As I remember it now, there were not over 500 of these stamps printed, and never a second edition, as the experiment was rather a disappointment. The postmaster prepared the little sheets himself, applying the gum with a camel's hair pencil. He little thought how famous this first stamp was to become. I say first stamp, for, though it is claimed that one or two others were issued the same year, it must have been later in the year; and when the postmaster at Bratleboro issued the stamp in 1846, he honestly believed it to be thje first postage stamp issued from any postoffice in this country---and he still honestly so believes.


This stamp is now extremely rare and much sought after by collectors. About 12 years ago a dealer sought out the postmaster and offered him $75 for the little copper plate saying he would, perhaps, give more than that sum. But diligent effort had been made before then to find it, without success. It had probably been lost with the rubbish at the office. No doubt, had some one succeeded in finding it the "Brattleboro stamp" would be now more abundant and much less expensive. there can really be but few genuine specimens now remaining. One has recently been sold for the extraordinary price of $175.


Some of the older residents of the town keenly enjoy any reference to the old church concerts which were given by the leading musicians of the town during the long winter's nights, and which were liberally patronized by the country folk for miles around. Postmaster Palmer and William Fessenden, the flutists, were prominent performers, and the way in which they led the rounds and glees, was an inspiration to Conductor Holbrook, and his enthusiastic auditors.

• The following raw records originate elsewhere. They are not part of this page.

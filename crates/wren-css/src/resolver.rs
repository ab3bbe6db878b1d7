//! Initial-value resolution.
//!
//! [CSS Cascading Level 4 § 7.1 Initial Values](https://www.w3.org/TR/css-cascade-4/#initial-values)
//!
//! "When the cascade does not result in a value, the specified value must be
//! found some other way. Inherited properties draw their defaulted value from
//! their parent element through inheritance; all other properties take their
//! initial value."
//!
//! Inheritance has already run when the resolver is called. What is left is
//! every property that is still absent, or whose value is the CSS-wide
//! keyword `initial`.

use wren_common::warning::warn_once;

use crate::error::InitialValuesError;
use crate::keywords::{Direction, TextAlign};
use crate::properties::{DIRECTION, InitialValues, TEXT_ALIGN};
use crate::style_map::StyleMap;

/// Whether `name` still needs its initial value: it is absent from `style`,
/// or its value is exactly the keyword `initial`.
///
/// Names outside the initial-value table follow the same rule.
#[must_use]
pub fn is_initial(style: &StyleMap, name: &str) -> bool {
    style.get(name).is_none_or(|value| value.is_initial_keyword())
}

/// Give every absent or `initial` longhand in `style` its initial value.
///
/// Runs in two phases. The general pass copies defaults from the table,
/// which resolves `direction`. Only then is `text-align` resolved against
/// that direction. Calling this again on the same map changes nothing.
pub fn apply_initial_values(initial_values: &InitialValues, style: &mut StyleMap) {
    for (name, initial) in initial_values.iter() {
        if is_initial(style, name) {
            let _ = style.insert(name, initial.clone());
        }
    }

    if is_initial(style, TEXT_ALIGN) {
        let _ = style.insert(TEXT_ALIGN, initial_text_align(style).to_value());
    }
}

/// [§ 16.2 'text-align'](https://www.w3.org/TR/CSS21/text.html#alignment-prop)
///
/// "a nameless value that acts as 'left' if 'direction' is 'ltr', 'right'
/// if 'direction' is 'rtl'"
///
/// `direction` must already be resolved. Every [`InitialValues`] has a
/// `direction` entry, so the general pass always leaves one behind.
fn initial_text_align(style: &StyleMap) -> TextAlign {
    let Some(direction) = style.get(DIRECTION) else {
        unreachable!("'text-align' resolved before 'direction'");
    };

    if let Some(direction) = Direction::from_value(direction) {
        direction.initial_text_align()
    } else {
        warn_once(
            "CSS",
            &format!("'direction: {direction}' is not ltr or rtl, aligning text to the left"),
        );
        TextAlign::Left
    }
}

/// The style-resolution context: owns the initial-value table and applies it.
///
/// Build one per process (or per pipeline) and share it; resolving only reads
/// the table.
#[derive(Debug, Clone)]
pub struct Resolver {
    initial_values: InitialValues,
}

impl Resolver {
    /// Build the initial-value table and wrap it.
    ///
    /// # Errors
    ///
    /// Returns an error if the built-in table is defective. This is a
    /// start-up failure; there is nothing to retry.
    pub fn new() -> Result<Self, InitialValuesError> {
        Ok(Self::with_initial_values(InitialValues::build()?))
    }

    /// Use an already-built table.
    #[must_use]
    pub const fn with_initial_values(initial_values: InitialValues) -> Self {
        Self { initial_values }
    }

    /// The table this resolver applies.
    #[must_use]
    pub const fn initial_values(&self) -> &InitialValues {
        &self.initial_values
    }

    /// See [`is_initial`].
    #[must_use]
    #[allow(clippy::unused_self)]
    pub fn is_initial(&self, style: &StyleMap, name: &str) -> bool {
        is_initial(style, name)
    }

    /// See [`apply_initial_values`].
    pub fn apply_initial_values(&self, style: &mut StyleMap) {
        apply_initial_values(&self.initial_values, style);
    }

    /// The properties [`Resolver::apply_initial_values`] would fill in, in
    /// table order with `text-align` last.
    #[must_use]
    pub fn defaulted_properties(&self, style: &StyleMap) -> Vec<&'static str> {
        let mut names: Vec<&'static str> = self
            .initial_values
            .names()
            .filter(|name| is_initial(style, name))
            .collect();
        if is_initial(style, TEXT_ALIGN) {
            names.push(TEXT_ALIGN);
        }
        names
    }
}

In speaking of his old time musicians yesterday the venerable war governor's eyes brightened as he emphaticaly declared that Fred Palmer was one of the best musicians of his day, and besides, he added, "he was a man of ability and charming accomplishments."


Soon after leaving the postoffice Mr. and Mrs. Palmer removed to Bangor, Me., where he began the study of dentistry, which, however, he abandoned after turning his attention to homeopathy and before taking a course of lectures in Philadelphia. He subsequently began the practice of his profession in Newtonville, Mass., where his wife died in 1860 or 1861, leaving three children, all of whom survive, Miss Sarah, the eldest, living in Illinois, a son in Denver, and the youngest the wife of Cashier Valentine at South Framingham. The doctor married Mrs. Smith for his second wife and continued a successful practice in Boston for several years, and till his sad death by drowning a few years ago.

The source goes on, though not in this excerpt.